Autistic Spectrum Disorders occur as often as 6 cases per 1000. Thus every pediatrician will have a number of autistic children in a practice. Physicians who evaluate children who present with symptoms suggesting ADHD should be alert to additional behavioral traits suggesting autism. Also, many children with Autism also have ADHD.
Current surveillance and developmental screening recommendations are to perform surveillance for these disorders at each visit for children under age 6 years including reviewing family history for ASD and addressing parent concerns. ASD specific screening tools such as the M-CHAT should be administered at ages18 and 24 months.
The four criteria for Autism are below.
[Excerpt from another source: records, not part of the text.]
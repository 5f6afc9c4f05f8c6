pub mod app_error;
pub mod dto;
pub mod interactors;
pub mod interface;
use async_trait::async_trait;

use crate::application::app_error::AppResult;
use crate::domain::entities::avatar::Avatar;
use crate::domain::entities::id::Id;

#[async_trait]
pub trait AvatarReader: Send + Sync {
    async fn find_by_id(&self, avatar_id: &Id<Avatar>) -> AppResult<Option<Avatar>>;
}

#[async_trait]
pub trait AvatarWriter: Send + Sync {
    async fn save(&self, avatar: Avatar) -> AppResult<Id<Avatar>>;
}

pub trait AvatarRepository: AvatarReader + AvatarWriter {}

impl<T: AvatarReader + AvatarWriter> AvatarRepository for T {}
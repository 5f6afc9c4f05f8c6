use serde::{Deserialize, Serialize};
use utoipa::ToSchema;
use validator::Validate;

use crate::application::dto::auth::AuthTokensDTO;

fn default_auth_provider() -> String {
    "google".to_string()
}

#[derive(Debug, Deserialize, Validate, ToSchema)]
pub struct SignInRequest {
    /// ID token issued by the identity provider.
    #[validate(length(min = 1, message = "Credential must not be empty"))]
    pub credential: String,
    #[serde(default = "default_auth_provider")]
    #[schema(default = "google", example = "google")]
    pub auth_provider: String,
}

#[derive(Debug, Deserialize, Validate, ToSchema)]
pub struct RefreshRequest {
    #[validate(length(min = 1, message = "Refresh token must not be empty"))]
    pub refresh_token: String,
}

#[derive(Debug, Serialize, ToSchema)]
pub struct TokenResponse {
    pub access_token: String,
    pub refresh_token: String,
    pub nik: Option<String>,
}

impl From<AuthTokensDTO> for TokenResponse {
    fn from(dto: AuthTokensDTO) -> Self {
        Self {
            access_token: dto.access_token,
            refresh_token: dto.refresh_token,
            nik: dto.nik,
        }
    }
}

/// Serialized as `{}`.
#[derive(Debug, Serialize, ToSchema)]
pub struct EmptyResponse {}
use std::str::FromStr;

use chrono::{DateTime, Utc};

use crate::application::app_error::AppError;
use crate::domain::entities::id::Id;

#[derive(Debug, Clone, Copy, PartialEq, Eq)]
pub enum AuthProvider {
    Google,
}

impl AuthProvider {
    pub fn as_str(&self) -> &'static str {
        match self {
            AuthProvider::Google => "google",
        }
    }
}

impl FromStr for AuthProvider {
    type Err = AppError;

    fn from_str(s: &str) -> Result<Self, Self::Err> {
        match s.to_lowercase().as_str() {
            "google" => Ok(AuthProvider::Google),
            other => Err(AppError::InvalidAuthProvider(other.to_string())),
        }
    }
}

#[derive(Debug, Clone)]
pub struct User {
    pub id: Id<User>,
    pub email: String,
    pub sub: String,
    pub nik: Option<String>,
    pub auth_provider: AuthProvider,
    pub created_at: DateTime<Utc>,
    pub updated_at: DateTime<Utc>,
}

impl User {
    pub fn new(email: String, sub: String, auth_provider: AuthProvider) -> Self {
        let now = Utc::now();
        Self {
            id: Id::generate(),
            email,
            sub,
            nik: None,
            auth_provider,
            created_at: now,
            updated_at: now,
        }
    }
}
Details for each can be found in the DSM-IV
1. Qualitative impairment in social interaction (ex: impairment of nonverbal behaviors, peer relationships, lack of sharing of interests and social or emotional reciprocity.
2. Qualitative impairments in communication by delayed or lack of spoken language, impaired conversational skills, stereotypical or idiosyncratic language lack of make-believe or imitative play.
3. Repetitive or stereotyped patterns of behavior, interests or activities, such as preoccupation with restricted interests, inflexible adherence to specific routines, stereotyped motor mannerisms.
4. Onset before age 3 years
Where diagnostic uncertainty exists, children should be referred for further diagnostic workup to a behavioral health professional experienced with autism.